The consensus forecast was calling for a more moderate but still solid 2.3% SAAR.
*Chart will update to reflect advance estimate. It initially reflects forecast.
|Seasonally-Adjusted Annual Rate (SAAR)||Prior||Consensus Forecast||Forecast Range||Actual|
|Real GDP – Q/Q ∆||2.2%||2.3%||1.4% — 2.8%||3.2%|
|GDP Core Price Index – Q/Q ∆||2.0%||1.6%||1.3% — 2.2%||1.3%|
|GDP Price Index – Q/Q ∆||1.7%||1.7%||1.2% — 2.8%||0.9%|
|Real Consumer Spending – Q/Q ∆||2.5%||1.1%||0.3% — 2.6%||1.2%|
The BEA will release a more complete “second estimate” for Q1 2019 GDP — along with Corporate Profits — on May 30. The final and “third estimate” to the former and a revision to the latter is scheduled to be released on June 27.
“The last trade deficit report coming in below -$50B was a bigger deal than expected,” Tim Anderson at TJM Investments said.
The U.S. trade deficit fell below $50 billion in February at $49.4 billion, down $1.8 billion from $51.1 billion and easily beating the forecast.

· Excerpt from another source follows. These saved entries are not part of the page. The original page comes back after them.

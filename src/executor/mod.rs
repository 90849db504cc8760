//! Command execution abstraction for imgcustomizer.
//!
//! This module provides:
//! - [`CommandSpec`]: Specification for commands to execute
//! - [`ExecutionResult`]: Result of command execution
//! - [`CommandExecutor`]: Trait for command execution strategies
//! - [`RealCommandExecutor`]: Production implementation using `std::process::Command`

mod pipe;
mod real;

use std::process::ExitStatus;

use anyhow::Result;
use camino::Utf8PathBuf;

use crate::privilege::PrivilegeMethod;

pub use real::RealCommandExecutor;

/// Formats string arguments into a space-separated, debug-quoted string.
///
/// Used by error messages and dry-run output to consistently format
/// command arguments (e.g., `"mount" "--bind" "/cfg" "/img/_imageconfigs"`).
pub(crate) fn format_command_args(args: &[String]) -> String {
    args.iter()
        .map(|a| format!("{:?}", a))
        .collect::<Vec<_>>()
        .join(" ")
}

/// Specification for a command to be executed
#[derive(Debug, Clone)]
pub struct CommandSpec {
    /// The command to execute (e.g., "mount")
    pub command: String,
    /// Command arguments
    pub args: Vec<String>,
    /// Working directory (optional, defaults to current directory)
    pub cwd: Option<Utf8PathBuf>,
    /// Environment variables to set (in addition to inherited environment)
    pub env: Vec<(String, String)>,
    /// Privilege escalation method to wrap the command
    pub privilege: Option<PrivilegeMethod>,
}

impl CommandSpec {
    /// Creates a new CommandSpec with command and args
    #[must_use]
    pub fn new(command: impl Into<String>, args: Vec<String>) -> Self {
        Self {
            command: command.into(),
            args,
            cwd: None,
            env: Vec::new(),
            privilege: None,
        }
    }

    /// Sets the privilege escalation method
    #[must_use]
    pub fn with_privilege(mut self, privilege: Option<PrivilegeMethod>) -> Self {
        self.privilege = privilege;
        self
    }

    /// Sets the working directory
    #[must_use]
    pub fn with_cwd(mut self, cwd: Utf8PathBuf) -> Self {
        self.cwd = Some(cwd);
        self
    }

    /// Adds an environment variable
    #[must_use]
    pub fn with_env(mut self, key: impl Into<String>, value: impl Into<String>) -> Self {
        self.env.push((key.into(), value.into()));
        self
    }

    /// Returns the full command line (command followed by args).
    pub fn argv(&self) -> Vec<String> {
        let mut argv = Vec::with_capacity(self.args.len() + 1);
        argv.push(self.command.clone());
        argv.extend(self.args.iter().cloned());
        argv
    }
}

/// Result of command execution
#[derive(Debug)]
pub struct ExecutionResult {
    /// Exit status of the command (None in dry-run mode)
    pub status: Option<ExitStatus>,
}

impl ExecutionResult {
    /// Returns true if the command executed successfully.
    ///
    /// In dry-run mode (status is None), this always returns true.
    pub fn success(&self) -> bool {
        self.status.is_none_or(|s| s.success())
    }

    /// Returns the exit code if available
    pub fn code(&self) -> Option<i32> {
        self.status.and_then(|s| s.code())
    }

    /// Returns a printable status, used in error messages.
    pub fn status_display(&self) -> String {
        self.status
            .map(|s| s.to_string())
            .unwrap_or_else(|| "unknown (no status available)".to_string())
    }
}

/// Trait for command execution.
///
/// Implementations must be `Send + Sync` to allow the executor to be shared
/// as `Arc<dyn CommandExecutor>` between the chroot, its mounts and the
/// package manager.
pub trait CommandExecutor: Send + Sync {
    /// Executes a command with the given specification.
    fn execute(&self, spec: &CommandSpec) -> Result<ExecutionResult>;
}
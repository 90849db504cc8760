//! File copy/write helpers used when mutating the image root.
//!
//! All helpers overwrite existing destinations and create missing parent
//! directories. Errors are plain `io::Error`s; callers map them onto the
//! error kind that fits their step (`FileCopy`, `ConfigWrite`, ...).

use std::fs;
use std::io;

use camino::{Utf8Path, Utf8PathBuf};

/// Creates the parent directory of `path` if it has one.
fn ensure_parent(path: &Utf8Path) -> io::Result<()> {
    match path.parent() {
        Some(parent) if !parent.as_str().is_empty() => fs::create_dir_all(parent),
        _ => Ok(()),
    }
}

/// Copies `src` to `dst`, following symlinks on the source side.
///
/// The destination keeps the source file's permission bits.
pub fn copy(src: &Utf8Path, dst: &Utf8Path) -> io::Result<()> {
    ensure_parent(dst)?;
    fs::copy(src, dst)?;
    Ok(())
}

/// Writes `content` to `path` atomically.
///
/// The content goes to a uniquely named sibling file which is then renamed
/// over `path`, so readers never observe a partially written file.
pub fn write(content: &str, path: &Utf8Path) -> io::Result<()> {
    ensure_parent(path)?;
    let file_name = path.file_name().ok_or_else(|| {
        io::Error::new(io::ErrorKind::InvalidInput, format!("path has no file name: {}", path))
    })?;
    let temp = temp_sibling(path, file_name);

    if let Err(e) = fs::write(&temp, content) {
        let _ = fs::remove_file(&temp);
        return Err(e);
    }
    if let Err(e) = fs::rename(&temp, path) {
        let _ = fs::remove_file(&temp);
        return Err(e);
    }
    Ok(())
}

fn temp_sibling(path: &Utf8Path, file_name: &str) -> Utf8PathBuf {
    path.with_file_name(format!(".{}.{}.tmp", file_name, uuid::Uuid::new_v4()))
}

/// Removes a file, symlink or directory tree; a missing path is not an error.
pub fn remove_path(path: &Utf8Path) -> io::Result<()> {
    let metadata = match fs::symlink_metadata(path) {
        Ok(metadata) => metadata,
        Err(e) if e.kind() == io::ErrorKind::NotFound => return Ok(()),
        Err(e) => return Err(e),
    };
    if metadata.is_dir() {
        fs::remove_dir_all(path)
    } else {
        fs::remove_file(path)
    }
}

/// Returns the permission bits (`0o7777` mask) of `path`.
#[cfg(unix)]
pub fn file_mode(path: &Utf8Path) -> io::Result<u32> {
    use std::os::unix::fs::PermissionsExt;
    Ok(fs::metadata(path)?.permissions().mode() & 0o7777)
}

/// Sets Unix file permissions on the given path.
#[cfg(unix)]
pub fn set_file_mode(path: &Utf8Path, mode: u32) -> io::Result<()> {
    use std::os::unix::fs::PermissionsExt;
    let mut perms = fs::metadata(path)?.permissions();
    perms.set_mode(mode);
    fs::set_permissions(path, perms)
}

It was the first dip below the $50-billion threshold since June 2018.
“This really highlights the difference between ‘academic economists’ and ‘business economists’,” Mr. Anderson added. “While the NY FED had an estimate of +1.8%, the Atlanta FED GDPNow forecast was +2.7%.”

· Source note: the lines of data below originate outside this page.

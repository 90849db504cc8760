use std::fs;
use std::os::unix::process::ExitStatusExt;
use std::process::ExitStatus;
use std::sync::{Arc, Mutex};

use anyhow::Result;
use camino::{Utf8Path, Utf8PathBuf};
use imgcustomizer::executor::{CommandExecutor, CommandSpec, ExecutionResult};
use imgcustomizer::isolation::Chroot;
use tempfile::TempDir;

/// Records executed commands in order, optionally failing matching calls.
///
/// A call fails with exit code 1 when its joined command line contains any
/// of the configured patterns.
#[allow(dead_code)]
#[derive(Default)]
pub struct MockExecutor {
    calls: Mutex<Vec<Vec<String>>>,
    fail_patterns: Vec<String>,
}

#[allow(dead_code)]
impl MockExecutor {
    pub fn new() -> Self {
        Self::default()
    }

    pub fn failing_when(pattern: impl Into<String>) -> Self {
        Self {
            fail_patterns: vec![pattern.into()],
            ..Self::default()
        }
    }

    pub fn calls(&self) -> Vec<Vec<String>> {
        self.calls.lock().unwrap().clone()
    }

    /// Returns the recorded calls whose program is `command`.
    pub fn calls_to(&self, command: &str) -> Vec<Vec<String>> {
        self.calls()
            .into_iter()
            .filter(|c| c.first().is_some_and(|p| p == command))
            .collect()
    }

    /// Returns the recorded calls rendered as single command lines.
    pub fn command_lines(&self) -> Vec<String> {
        self.calls().iter().map(|c| c.join(" ")).collect()
    }
}

impl CommandExecutor for MockExecutor {
    fn execute(&self, spec: &CommandSpec) -> Result<ExecutionResult> {
        let argv = spec.argv();
        let line = argv.join(" ");
        self.calls.lock().unwrap().push(argv);

        let code = if self.fail_patterns.iter().any(|p| line.contains(p.as_str())) {
            1
        } else {
            0
        };
        Ok(ExecutionResult {
            status: Some(ExitStatus::from_raw(code << 8)),
        })
    }
}

/// Scratch layout for one customization run:
/// `<tmp>/root` (image), `<tmp>/config` (config directory),
/// `<tmp>/build` and a host resolv.conf at `<tmp>/host-resolv.conf`.
#[allow(dead_code)]
pub struct ImageFixture {
    _dir: TempDir,
    pub base: Utf8PathBuf,
    pub root: Utf8PathBuf,
    pub config_dir: Utf8PathBuf,
    pub build_dir: Utf8PathBuf,
    pub host_resolv_conf: Utf8PathBuf,
}

#[allow(dead_code)]
impl ImageFixture {
    pub fn new() -> Self {
        let dir = tempfile::tempdir().unwrap();
        let base = Utf8PathBuf::from_path_buf(dir.path().to_path_buf())
            .unwrap()
            .canonicalize_utf8()
            .unwrap();
        let root = base.join("root");
        let config_dir = base.join("config");
        let build_dir = base.join("build");
        fs::create_dir_all(root.join("etc")).unwrap();
        fs::create_dir_all(&config_dir).unwrap();
        fs::create_dir_all(&build_dir).unwrap();
        fs::write(root.join("etc/hostname"), "localhost\n").unwrap();

        let host_resolv_conf = base.join("host-resolv.conf");
        fs::write(&host_resolv_conf, "nameserver 192.0.2.53\n").unwrap();

        Self {
            _dir: dir,
            base,
            root,
            config_dir,
            build_dir,
            host_resolv_conf,
        }
    }

    pub fn chroot(&self, executor: Arc<dyn CommandExecutor>) -> Chroot {
        Chroot::new(&self.root, executor, None, false).unwrap()
    }

    /// Writes `content` to `relative` under the config directory.
    pub fn write_config_file(&self, relative: &str, content: &str) -> Utf8PathBuf {
        let path = self.config_dir.join(relative);
        fs::create_dir_all(path.parent().unwrap()).unwrap();
        fs::write(&path, content).unwrap();
        path
    }

    pub fn image_path(&self, path: &str) -> Utf8PathBuf {
        self.root.join(Utf8Path::new(path).strip_prefix("/").unwrap())
    }
}

/// Returns the `mount` and `umount` calls targeting `target`.
#[allow(dead_code)]
pub fn mount_calls_for(executor: &MockExecutor, target: &Utf8Path) -> (usize, usize) {
    let target = target.as_str();
    let mounts = executor
        .calls_to("mount")
        .iter()
        .filter(|c| c.last().is_some_and(|t| t == target))
        .count();
    let umounts = executor
        .calls_to("umount")
        .iter()
        .filter(|c| c.last().is_some_and(|t| t == target))
        .count();
    (mounts, umounts)
}
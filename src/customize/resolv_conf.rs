//! Temporary `/etc/resolv.conf` override.
//!
//! Package installation and scripts inside the image need working name
//! resolution, so the host's resolver config is copied in for the duration
//! of the run and deleted again at the end. The image is expected to
//! regenerate its own resolv.conf on first boot (e.g. systemd-resolved), so
//! whatever the image shipped is not backed up.

use camino::{Utf8Path, Utf8PathBuf};
use rustix::fs::{self as rfs, CWD, Mode, OFlags};
use tracing::{debug, info};

use crate::error::CustomizeError;
use crate::fsutil;
use crate::isolation::Chroot;

/// Location of the resolver config, both on the host and inside the image.
pub const RESOLV_CONF_PATH: &str = "/etc/resolv.conf";

/// Where the host's resolver config is read from.
pub fn host_resolv_conf() -> Utf8PathBuf {
    Utf8PathBuf::from(RESOLV_CONF_PATH)
}

/// Refuses to write below the image's `etc` if it is a symlink.
///
/// Opened with `O_NOFOLLOW` so the check and the open are one operation.
/// A missing `etc` is accepted; the copy creates it.
fn check_etc_directory(chroot: &Chroot) -> Result<(), CustomizeError> {
    let etc_path = chroot.resolve("/etc");
    match rfs::openat(
        CWD,
        etc_path.as_str(),
        OFlags::NOFOLLOW | OFlags::DIRECTORY | OFlags::RDONLY | OFlags::CLOEXEC,
        Mode::empty(),
    ) {
        Ok(_fd) => Ok(()),
        Err(rustix::io::Errno::NOENT) => Ok(()),
        Err(rustix::io::Errno::LOOP | rustix::io::Errno::NOTDIR) => {
            Err(CustomizeError::Isolation(format!(
                "{} is a symlink or not a directory, refusing to write resolv.conf \
                (possible symlink attack)",
                etc_path
            )))
        }
        Err(e) => Err(CustomizeError::io(
            format!("failed to open {}", etc_path),
            std::io::Error::from(e),
        )),
    }
}

/// Replaces the image's resolv.conf with a copy of `host_path`.
///
/// Any existing file, symlink or directory at that location is removed
/// first; a missing one is fine.
pub fn override_resolv_conf(chroot: &Chroot, host_path: &Utf8Path) -> Result<(), CustomizeError> {
    let image_path = chroot.resolve(RESOLV_CONF_PATH);

    if chroot.dry_run() {
        info!("would override {} with {}", image_path, host_path);
        return Ok(());
    }

    debug!("overriding resolv.conf file");
    check_etc_directory(chroot)?;

    fsutil::remove_path(&image_path).map_err(|e| {
        CustomizeError::config_write(
            format!("failed to delete existing resolv.conf file {}", image_path),
            e,
        )
    })?;

    fsutil::copy(host_path, &image_path).map_err(|e| {
        CustomizeError::config_write(
            format!("failed to override {} with host's {}", image_path, host_path),
            e,
        )
    })?;

    info!("copied host resolv.conf into {}", image_path);
    Ok(())
}

/// Deletes the overridden resolv.conf. Absent is not an error.
pub fn delete_resolv_conf(chroot: &Chroot) -> Result<(), CustomizeError> {
    let image_path = chroot.resolve(RESOLV_CONF_PATH);

    if chroot.dry_run() {
        info!("would delete {}", image_path);
        return Ok(());
    }

    debug!("deleting overridden resolv.conf file");
    fsutil::remove_path(&image_path).map_err(|e| {
        CustomizeError::config_write(
            format!("failed to delete overridden resolv.conf file {}", image_path),
            e,
        )
    })
}
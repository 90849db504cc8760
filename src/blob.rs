//! Blob storage for build artifacts.
//!
//! [`BlobStore`] moves files between the local filesystem and named blobs
//! grouped in containers. [`BlobStorageConfig`] describes a remote storage
//! account and how to access it; [`FsBlobStore`] keeps blobs in a local
//! directory tree and is used for artifact staging.

use std::fmt;
use std::sync::LazyLock;
use std::time::Instant;

use camino::{Utf8Component, Utf8Path, Utf8PathBuf};
use regex::Regex;
use serde::{Deserialize, Serialize};
use tracing::{info, warn};
use url::Url;

use crate::error::CustomizeError;
use crate::fsutil;

/// Storage account names: 3-24 lowercase letters and digits.
static ACCOUNT_RE: LazyLock<Regex> =
    LazyLock::new(|| Regex::new(r"^[a-z0-9]{3,24}$").expect("account regex is valid"));

/// How a client authenticates against the storage account.
#[derive(Clone, PartialEq, Eq, Deserialize, Serialize)]
#[serde(tag = "type", rename_all = "snake_case")]
pub enum BlobAccess {
    /// Read-only access to public containers.
    Anonymous,
    /// Service principal credentials. Carried as-is; never logged.
    ClientSecret {
        tenant_id: String,
        client_id: String,
        client_secret: String,
    },
}

impl fmt::Debug for BlobAccess {
    fn fmt(&self, f: &mut fmt::Formatter<'_>) -> fmt::Result {
        match self {
            Self::Anonymous => f.write_str("Anonymous"),
            Self::ClientSecret {
                tenant_id,
                client_id,
                ..
            } => f
                .debug_struct("ClientSecret")
                .field("tenant_id", tenant_id)
                .field("client_id", client_id)
                .field("client_secret", &"<redacted>")
                .finish(),
        }
    }
}

/// Remote storage account settings.
#[derive(Debug, Clone, PartialEq, Eq, Deserialize, Serialize)]
#[serde(deny_unknown_fields)]
pub struct BlobStorageConfig {
    pub account: String,
    pub access: BlobAccess,
}

impl BlobStorageConfig {
    pub fn validate(&self) -> Result<(), CustomizeError> {
        if !ACCOUNT_RE.is_match(&self.account) {
            return Err(CustomizeError::Validation(format!(
                "invalid storage account name '{}': expected 3-24 lowercase letters or digits",
                self.account
            )));
        }
        if let BlobAccess::ClientSecret {
            tenant_id,
            client_id,
            client_secret,
        } = &self.access
        {
            for (name, value) in [
                ("tenant_id", tenant_id),
                ("client_id", client_id),
                ("client_secret", client_secret),
            ] {
                if value.is_empty() {
                    return Err(CustomizeError::Validation(format!(
                        "blob storage client secret access requires a non-empty {}",
                        name
                    )));
                }
            }
        }
        Ok(())
    }

    /// Service endpoint, `https://<account>.blob.core.windows.net/`.
    pub fn endpoint(&self) -> Result<Url, CustomizeError> {
        self.validate()?;
        let endpoint = format!("https://{}.blob.core.windows.net/", self.account);
        Url::parse(&endpoint).map_err(|e| {
            CustomizeError::Storage(format!("invalid endpoint {}: {}", endpoint, e))
        })
    }

    /// URL of one blob under the endpoint.
    pub fn blob_url(&self, container: &str, blob: &str) -> Result<Url, CustomizeError> {
        validate_name(container, "container")?;
        validate_name(blob, "blob")?;
        self.endpoint()?
            .join(&format!("{}/{}", container, blob))
            .map_err(|e| {
                CustomizeError::Storage(format!("invalid blob URL for {}/{}: {}", container, blob, e))
            })
    }

    pub fn is_read_only(&self) -> bool {
        matches!(self.access, BlobAccess::Anonymous)
    }
}

/// Transfers files to and from blob storage.
pub trait BlobStore: Send + Sync {
    /// Uploads `local` as `<container>/<blob>`, replacing an existing blob.
    fn upload(&self, local: &Utf8Path, container: &str, blob: &str) -> Result<(), CustomizeError>;

    /// Downloads `<container>/<blob>` to `local`, replacing an existing file.
    fn download(&self, container: &str, blob: &str, local: &Utf8Path) -> Result<(), CustomizeError>;
}

/// Relative, non-empty and free of `..` and `.` components.
fn validate_name(name: &str, kind: &str) -> Result<(), CustomizeError> {
    let path = Utf8Path::new(name);
    let valid = !name.is_empty()
        && path
            .components()
            .all(|c| matches!(c, Utf8Component::Normal(_)));
    if !valid {
        return Err(CustomizeError::Validation(format!("invalid {} name: '{}'", kind, name)));
    }
    Ok(())
}

/// [`BlobStore`] that keeps blobs at `<root>/<container>/<blob>`.
#[derive(Debug, Clone)]
pub struct FsBlobStore {
    root: Utf8PathBuf,
}

impl FsBlobStore {
    pub fn new(root: impl Into<Utf8PathBuf>) -> Self {
        Self { root: root.into() }
    }

    pub fn root(&self) -> &Utf8Path {
        &self.root
    }

    fn blob_path(&self, container: &str, blob: &str) -> Result<Utf8PathBuf, CustomizeError> {
        validate_name(container, "container")?;
        validate_name(blob, "blob")?;
        Ok(self.root.join(container).join(blob))
    }
}

impl BlobStore for FsBlobStore {
    fn upload(&self, local: &Utf8Path, container: &str, blob: &str) -> Result<(), CustomizeError> {
        let target = self.blob_path(container, blob)?;
        let start = Instant::now();

        if !local.is_file() {
            warn!("failed to open local file for upload: {}", local);
            return Err(CustomizeError::Storage(format!(
                "local file for upload does not exist: {}",
                local
            )));
        }
        fsutil::copy(local, &target).map_err(|e| {
            CustomizeError::Storage(format!(
                "failed to upload {} to {}/{}: {}",
                local,
                container,
                blob,
                crate::error::io_error_kind_message(&e)
            ))
        })?;

        info!("uploaded {} to {}/{} in {:?}", local, container, blob, start.elapsed());
        Ok(())
    }

    fn download(&self, container: &str, blob: &str, local: &Utf8Path) -> Result<(), CustomizeError> {
        let source = self.blob_path(container, blob)?;
        let start = Instant::now();

        if !source.is_file() {
            return Err(CustomizeError::Storage(format!(
                "blob not found: {}/{}",
                container, blob
            )));
        }
        fsutil::copy(&source, local).map_err(|e| {
            CustomizeError::Storage(format!(
                "failed to download {}/{} to {}: {}",
                container,
                blob,
                local,
                crate::error::io_error_kind_message(&e)
            ))
        })?;

        info!("downloaded {}/{} to {} in {:?}", container, blob, local, start.elapsed());
        Ok(())
    }
}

“Clearly, the NowCast model was much more responsive to the rapidly improving economic data released in March and April.”
Current dollar GDP rose a solid 3.8%, or $197.6 billion, in Q1 2019 to $21.06 trillion. That’s down only slightly from 4.1%, or $206.9 billion in Q4 2018.

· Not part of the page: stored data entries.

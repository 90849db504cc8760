//! Chroot jail over an image root directory.
//!
//! [`Chroot`] owns the image root path and is the only way steps address
//! files inside the image. Commands that must see the image as `/` run
//! through a [`ChrootSession`], obtained from [`Chroot::unsafe_run`].
//!
//! Root redirection is a process-wide resource: only one session may be
//! active at a time. The session holds a process-global token and a second
//! concurrent `unsafe_run` fails with [`CustomizeError::Isolation`] instead
//! of silently sharing the redirected root.
//!
//! The redirection is applied to each child command through `chroot(8)`
//! rather than to the calling process. The executor streams output on
//! helper threads, and `chroot(2)` on a multi-threaded process would change
//! the root of those threads too.

use std::sync::Arc;
use std::sync::atomic::{AtomicBool, Ordering};

use anyhow::Result;
use camino::{Utf8Component, Utf8Path, Utf8PathBuf};
use tracing::{debug, info};

use super::mount::{Mount, MountFlag, MountSpec, find_symlink, validate_no_symlinks};
use crate::error::CustomizeError;
use crate::executor::{CommandExecutor, CommandSpec, ExecutionResult};
use crate::fsutil;
use crate::privilege::PrivilegeMethod;

/// Set while a [`ChrootSession`] exists anywhere in the process.
static ROOT_REDIRECT_ACTIVE: AtomicBool = AtomicBool::new(false);

/// Ownership token for the process-wide root redirection.
///
/// Dropping the token (including during unwinding) releases the redirection.
struct RedirectToken;

impl RedirectToken {
    fn acquire(root: &Utf8Path) -> Result<Self, CustomizeError> {
        ROOT_REDIRECT_ACTIVE
            .compare_exchange(false, true, Ordering::AcqRel, Ordering::Acquire)
            .map(|_| Self)
            .map_err(|_| {
                CustomizeError::Isolation(format!(
                    "cannot enter chroot {}: another root redirection is already active \
                    in this process",
                    root
                ))
            })
    }
}

impl Drop for RedirectToken {
    fn drop(&mut self) {
        ROOT_REDIRECT_ACTIVE.store(false, Ordering::Release);
    }
}

/// A host file to place inside the image.
#[derive(Debug, Clone, PartialEq, Eq)]
pub struct FileToCopy {
    /// Host path of the source file.
    pub src: Utf8PathBuf,
    /// Absolute destination path inside the image.
    pub dest: Utf8PathBuf,
    /// Permission bits for the destination; `None` keeps the source's mode.
    pub permissions: Option<u32>,
}

/// Chroot jail over one image root.
pub struct Chroot {
    root: Utf8PathBuf,
    executor: Arc<dyn CommandExecutor>,
    privilege: Option<PrivilegeMethod>,
    dry_run: bool,
}

impl std::fmt::Debug for Chroot {
    fn fmt(&self, f: &mut std::fmt::Formatter<'_>) -> std::fmt::Result {
        f.debug_struct("Chroot")
            .field("root", &self.root)
            .field("privilege", &self.privilege)
            .field("dry_run", &self.dry_run)
            .finish()
    }
}

impl Chroot {
    /// Opens a jail over `root`, which must be an existing directory.
    ///
    /// The root is canonicalized so that every resolved path is absolute.
    pub fn new(
        root: &Utf8Path,
        executor: Arc<dyn CommandExecutor>,
        privilege: Option<PrivilegeMethod>,
        dry_run: bool,
    ) -> Result<Self, CustomizeError> {
        let root = root
            .canonicalize_utf8()
            .map_err(|e| CustomizeError::io(format!("failed to resolve image root {}", root), e))?;
        if !root.is_dir() {
            return Err(CustomizeError::Validation(format!(
                "image root is not a directory: {}",
                root
            )));
        }
        Ok(Self {
            root,
            executor,
            privilege,
            dry_run,
        })
    }

    /// Returns the image root directory.
    pub fn root_dir(&self) -> &Utf8Path {
        &self.root
    }

    pub fn dry_run(&self) -> bool {
        self.dry_run
    }

    pub fn executor(&self) -> &Arc<dyn CommandExecutor> {
        &self.executor
    }

    pub fn privilege(&self) -> Option<PrivilegeMethod> {
        self.privilege
    }

    /// Maps an image path (`/etc/hostname`) to its host location under the root.
    pub fn resolve(&self, path: impl AsRef<Utf8Path>) -> Utf8PathBuf {
        let path = path.as_ref();
        self.root.join(path.strip_prefix("/").unwrap_or(path))
    }

    /// Rejects `path` if any existing component of it inside the image is a
    /// symlink. Writing through such a path could land on the host.
    pub fn check_no_symlinks(&self, path: &Utf8Path) -> Result<(), CustomizeError> {
        match find_symlink(&self.root, path) {
            Ok(None) => Ok(()),
            Ok(Some(link)) => Err(CustomizeError::Isolation(format!(
                "refusing to write {} in image: {} is a symlink",
                path, link
            ))),
            Err(e) => Err(CustomizeError::io(
                format!("failed to inspect {} in image {}", path, self.root),
                e,
            )),
        }
    }

    /// Copies host files into the image.
    ///
    /// Parent directories are created as needed. The destination receives
    /// the configured permissions, or keeps the source file's mode. Fails
    /// fast on the first file that cannot be copied.
    pub fn add_files(&self, files: &[FileToCopy]) -> Result<(), CustomizeError> {
        for file in files {
            self.add_file(file)?;
        }
        Ok(())
    }

    fn add_file(&self, file: &FileToCopy) -> Result<(), CustomizeError> {
        validate_image_path(&file.dest)?;
        let dest = self.resolve(&file.dest);

        if self.dry_run {
            info!("would copy {} to {}", file.src, dest);
            return Ok(());
        }

        self.check_no_symlinks(&file.dest)?;
        debug!("copying {} to {}", file.src, dest);
        let context = format!("{} -> {}", file.src, dest);
        fsutil::copy(&file.src, &dest).map_err(|e| CustomizeError::file_copy(&context, e))?;

        if let Some(mode) = file.permissions {
            fsutil::set_file_mode(&dest, mode)
                .map_err(|e| CustomizeError::file_copy(format!("chmod {:o} {}", mode, dest), e))?;
        }
        Ok(())
    }

    /// Mounts `source` at `target` inside the image.
    ///
    /// The target is resolved under the root and checked for symlinked
    /// components before anything is created.
    pub fn mount(
        &self,
        source: &str,
        target: &Utf8Path,
        fs_type: &str,
        flags: &[MountFlag],
        make_and_delete_dir: bool,
    ) -> Result<Mount> {
        validate_image_path(target)?;
        if !self.dry_run {
            validate_no_symlinks(&self.root, target)?;
        }
        let spec = MountSpec {
            source: source.to_string(),
            target: self.resolve(target),
            fs_type: fs_type.to_string(),
            flags: flags.to_vec(),
            make_and_delete_dir,
        };
        Mount::acquire(spec, self.executor.clone(), self.privilege, self.dry_run)
    }

    /// Runs `f` with the root redirected into the image.
    ///
    /// The redirection is released when `f` returns, fails or panics.
    pub fn unsafe_run<T>(&self, f: impl FnOnce(&ChrootSession<'_>) -> Result<T>) -> Result<T> {
        let token = RedirectToken::acquire(&self.root)?;
        debug!("entered chroot {}", self.root);
        let session = ChrootSession {
            chroot: self,
            _token: token,
        };
        let result = f(&session);
        drop(session);
        debug!("left chroot {}", self.root);
        result
    }
}

/// Validates an absolute in-image path with no `..` components.
fn validate_image_path(path: &Utf8Path) -> Result<(), CustomizeError> {
    if !path.is_absolute() {
        return Err(CustomizeError::Validation(format!(
            "image path must be absolute: {}",
            path
        )));
    }
    if path.components().any(|c| c == Utf8Component::ParentDir) {
        return Err(CustomizeError::Validation(format!(
            "image path '{}' contains '..' components, \
            which is not allowed for security reasons",
            path
        )));
    }
    Ok(())
}

/// Capability for running commands with the image as their root.
///
/// Exists only inside [`Chroot::unsafe_run`].
pub struct ChrootSession<'a> {
    chroot: &'a Chroot,
    _token: RedirectToken,
}

impl ChrootSession<'_> {
    pub fn root_dir(&self) -> &Utf8Path {
        self.chroot.root_dir()
    }

    /// Builds the host-side command that runs `command` inside the image.
    pub fn command_spec(&self, command: &[String]) -> CommandSpec {
        let mut args = Vec::with_capacity(command.len() + 1);
        args.push(self.chroot.root.to_string());
        args.extend(command.iter().cloned());
        CommandSpec::new("chroot", args).with_privilege(self.chroot.privilege)
    }

    /// Executes `command` inside the image and returns its raw status.
    pub fn execute(&self, command: &[String]) -> Result<ExecutionResult> {
        if command.is_empty() {
            return Err(CustomizeError::Isolation(
                "cannot execute an empty command in chroot".to_string(),
            )
            .into());
        }
        self.chroot.executor.execute(&self.command_spec(command))
    }

    /// Runs a shell command line inside the image via `/bin/sh -c`.
    ///
    /// A non-zero exit becomes [`CustomizeError::Execution`].
    pub fn run_shell(&self, command_line: &str) -> Result<()> {
        let command = vec![
            "/bin/sh".to_string(),
            "-c".to_string(),
            command_line.to_string(),
        ];
        let result = self.execute(&command)?;
        if !result.success() {
            return Err(CustomizeError::execution(&command, result.status_display()).into());
        }
        Ok(())
    }
}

Worth noting, this beat doesn’t reflect what turned out to be stronger-than expected consumer spending.
The price index for gross domestic purchases increased 0.8 percent in the first quarter, compared with an increase of 1.7 percent in the fourth quarter (table 4). The PCE price index increased 0.6 percent, compared with an increase of 1.5 percent. Excluding food and energy prices, the PCE price index increased 1.3 percent, compared with an increase of 1.8 percent.
Current-dollar personal income rose $147.2 billion in Q1 2019 juxtaposed to an increase of $229.0 billion in Q4 2018, largely the result of personal interest income, personal dividend income and proprietors’ income.
That decline was only in part offset by an acceleration in personal current transfer receipts.
Disposable personal income (DPI) increased $116.0 billion, or 3.0%, in Q1 2019, compared with an increase of $222.9 billion, or 5.8%, in Q4 2018. Real disposable personal income rose 2.4% versus a 4.3% increase the prior quarter.
Personal saving was $1.11 trillion in Q1 2019, up from $1.07 trillion in Q4 2018. The personal saving rate — defined as personal saving as a percentage of disposable personal income — inched up to 7.0% in Q1 2019. It came in at 6.8% in Q4 2018.